João Ferreira começou o discurso a recordar um destacado militante do PCP, José Saramago, para alertar para a necessidade de olhar para o futuro. Cita depois depois Castrim, para dizer que o futuro lhe sopra ao ouvido através da esperança. O curioso de iniciar o discurso, de uma forma mais poética, a falar no futuro para o qual aponta a sua candidatura, é que João Ferreira representa também esse futuro no partido. Aos 41 anos João Ferreira é tido como uma das hipóteses para suceder a Jerónimo de Sousa no cargo de secretário-geral do partido, o que poderá acontecer já em novembro no Congresso. É tão evidente que é hipótese para a liderança que foi confrontado com essa questão pelos jornalistas, mas recusou comentar para não “desvalorizar esta campanha eleitoral”.
Nesta eleição dirijo-me a todos e a cada um, independentemente das escolhas eleitorais que fizeram no passado”.

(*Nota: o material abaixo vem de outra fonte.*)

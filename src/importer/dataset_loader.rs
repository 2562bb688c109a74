// ==========================================
// 物流决策支持引擎 - 数据集加载器
// ==========================================
// 职责: 数据目录 → SourceDataset（六类数据源）
// 流程: 查找文件 → 解析原始行 → 字段映射 → DQ 校验（仅记录,不阻断）
// 说明: 数据源文件缺失 → 该数据源为 None（不是错误）
//       文件按扩展名优先级查找: .csv > .xlsx > .xls
// ==========================================

use crate::config::DatasetFileNames;
use crate::domain::dataset::{DqLevel, DqReport, SourceDataset, SourceKind};
use crate::importer::dataset_importer_trait::{DatasetImporter, DqValidator, RecordMapper};
use crate::importer::dq_validator::DatasetDqValidator;
use crate::importer::error::{ImportError, ImportResult};
use crate::importer::field_mapper::FieldMapper;
use crate::importer::file_parser::UniversalFileParser;
use async_trait::async_trait;
use futures::future::try_join_all;
use std::path::{Path, PathBuf};
use std::time::Instant;
use tracing::{debug, info, instrument, warn};

// 单个数据源的加载结果
enum LoadedSource {
    Orders(Option<Vec<crate::domain::order::Order>>),
    Costs(Option<Vec<crate::domain::order::CostRecord>>),
    Performance(Option<Vec<crate::domain::order::DeliveryPerformance>>),
    Routes(Option<Vec<crate::domain::route::RouteRecord>>),
    Inventory(Option<Vec<crate::domain::inventory::InventoryRecord>>),
    Vehicles(Option<Vec<crate::domain::vehicle::Vehicle>>),
}

// ==========================================
// DatasetLoader - 数据集加载器
// ==========================================
#[derive(Debug, Clone, Default)]
pub struct DatasetLoader {
    files: DatasetFileNames,
    parser: UniversalFileParser,
    mapper: FieldMapper,
    validator: DatasetDqValidator,
}

impl DatasetLoader {
    pub fn new(files: DatasetFileNames) -> Self {
        Self {
            files,
            ..Self::default()
        }
    }

    /// 查找数据源文件（不存在返回 None）
    pub fn resolve_path(&self, data_dir: &Path, kind: SourceKind) -> Option<PathBuf> {
        let stem = self.files.stem_for(kind);
        UniversalFileParser::supported_extensions()
            .iter()
            .map(|ext| data_dir.join(format!("{}.{}", stem, ext)))
            .find(|p| p.is_file())
    }

    /// 加载单个数据源
    ///
    /// # 返回
    /// - Ok(None): 文件不存在
    /// - Ok(Some(records)): 解析成功（顺序与文件行顺序一致）
    /// - Err: 解析或字段映射失败
    pub fn load_source<T>(&self, data_dir: &Path, kind: SourceKind) -> ImportResult<Option<Vec<T>>>
    where
        FieldMapper: RecordMapper<T>,
    {
        let Some(path) = self.resolve_path(data_dir, kind) else {
            warn!(source = %kind, dir = %data_dir.display(), "数据源文件缺失");
            return Ok(None);
        };

        let rows = self.parser.parse(&path)?;
        let records = rows
            .iter()
            .enumerate()
            .map(|(idx, row)| {
                self.mapper
                    .map_row(row, idx + 1)
                    .map_err(|e| e.with_source(&kind.to_string()))
            })
            .collect::<ImportResult<Vec<T>>>()?;

        debug!(source = %kind, path = %path.display(), rows = records.len(), "数据源加载完成");
        Ok(Some(records))
    }

    fn load_payload(&self, data_dir: &Path, kind: SourceKind) -> ImportResult<LoadedSource> {
        Ok(match kind {
            SourceKind::Orders => LoadedSource::Orders(self.load_source(data_dir, kind)?),
            SourceKind::Costs => LoadedSource::Costs(self.load_source(data_dir, kind)?),
            SourceKind::Performance => LoadedSource::Performance(self.load_source(data_dir, kind)?),
            SourceKind::Routes => LoadedSource::Routes(self.load_source(data_dir, kind)?),
            SourceKind::Inventory => LoadedSource::Inventory(self.load_source(data_dir, kind)?),
            SourceKind::Vehicles => LoadedSource::Vehicles(self.load_source(data_dir, kind)?),
        })
    }

    fn assemble(payloads: Vec<LoadedSource>) -> SourceDataset {
        let mut dataset = SourceDataset::default();
        for payload in payloads {
            match payload {
                LoadedSource::Orders(v) => dataset.orders = v,
                LoadedSource::Costs(v) => dataset.costs = v,
                LoadedSource::Performance(v) => dataset.performance = v,
                LoadedSource::Routes(v) => dataset.routes = v,
                LoadedSource::Inventory(v) => dataset.inventory = v,
                LoadedSource::Vehicles(v) => dataset.vehicles = v,
            }
        }
        dataset
    }

    fn ensure_dir(data_dir: &Path) -> ImportResult<()> {
        if data_dir.is_dir() {
            Ok(())
        } else {
            Err(ImportError::DataDirNotFound(data_dir.display().to_string()))
        }
    }

    /// 同步加载整个数据目录（逐个数据源）
    #[instrument(skip(self), fields(dir = %data_dir.display()))]
    pub fn load_dir(&self, data_dir: &Path) -> ImportResult<SourceDataset> {
        Self::ensure_dir(data_dir)?;

        let payloads = SourceKind::ALL
            .into_iter()
            .map(|kind| self.load_payload(data_dir, kind))
            .collect::<ImportResult<Vec<_>>>()?;

        let dataset = Self::assemble(payloads);
        self.log_quality(&dataset);
        Ok(dataset)
    }

    /// 数据质量校验
    pub fn validate(&self, dataset: &SourceDataset) -> DqReport {
        self.validator.validate(dataset)
    }

    fn log_quality(&self, dataset: &SourceDataset) {
        let report = self.validate(dataset);
        for v in report.violations.iter().filter(|v| v.level == DqLevel::Error) {
            warn!(
                source = %v.source,
                row = v.row_number,
                field = %v.field,
                message = %v.message,
                "数据质量错误"
            );
        }
        info!(
            total_rows = report.summary.total_rows,
            errors = report.summary.error,
            warnings = report.summary.warning,
            missing = report.missing_sources.len(),
            "数据集加载完成"
        );
    }
}

// ==========================================
// DatasetImporter Trait 实现（并发加载）
// ==========================================
#[async_trait]
impl DatasetImporter for DatasetLoader {
    async fn load_dataset(&self, data_dir: &Path) -> ImportResult<SourceDataset> {
        Self::ensure_dir(data_dir)?;
        let started = Instant::now();

        // 每个数据源一个阻塞任务（文件 I/O + 解析）
        let tasks = SourceKind::ALL.into_iter().map(|kind| {
            let loader = self.clone();
            let dir = data_dir.to_path_buf();
            async move {
                tokio::task::spawn_blocking(move || loader.load_payload(&dir, kind))
                    .await
                    .map_err(|e| ImportError::TaskJoinError {
                        source_name: kind.to_string(),
                        message: e.to_string(),
                    })?
            }
        });

        let payloads = try_join_all(tasks).await?;
        let dataset = Self::assemble(payloads);
        self.log_quality(&dataset);

        debug!(elapsed_ms = started.elapsed().as_millis() as u64, "并发加载耗时");
        Ok(dataset)
    }
}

O PCP é, tradicionalmente, um partido com eleitorado fiel, sem grandes oscilações na matriz ideológica do eleitorado. Está longe de ser um partido catch all, que possa beber ao centro. Mas João Ferreira vem que quer o voto de todos à esquerda (aqui incluindo o centro-esquerda) que defenderem os mesmos valores que a candidatura. Ou seja: não exclui militantes do PS (ou mesmo do Bloco) que não se revejam nas candidaturas protagonizadas pelos militantes dos respetivos partidos. E até já tem exemplos disso nos poucos dias que passaram desde o anúncio da candidatura. Isabel Moreira, deputada socialista, foi uma das primeiras a manifestar a intenção de votar em João Ferreira. Para o candidato, não há votos maus vindos da área da esquerda: “Esta é uma candidatura feita pela positiva, dirigida a todos”.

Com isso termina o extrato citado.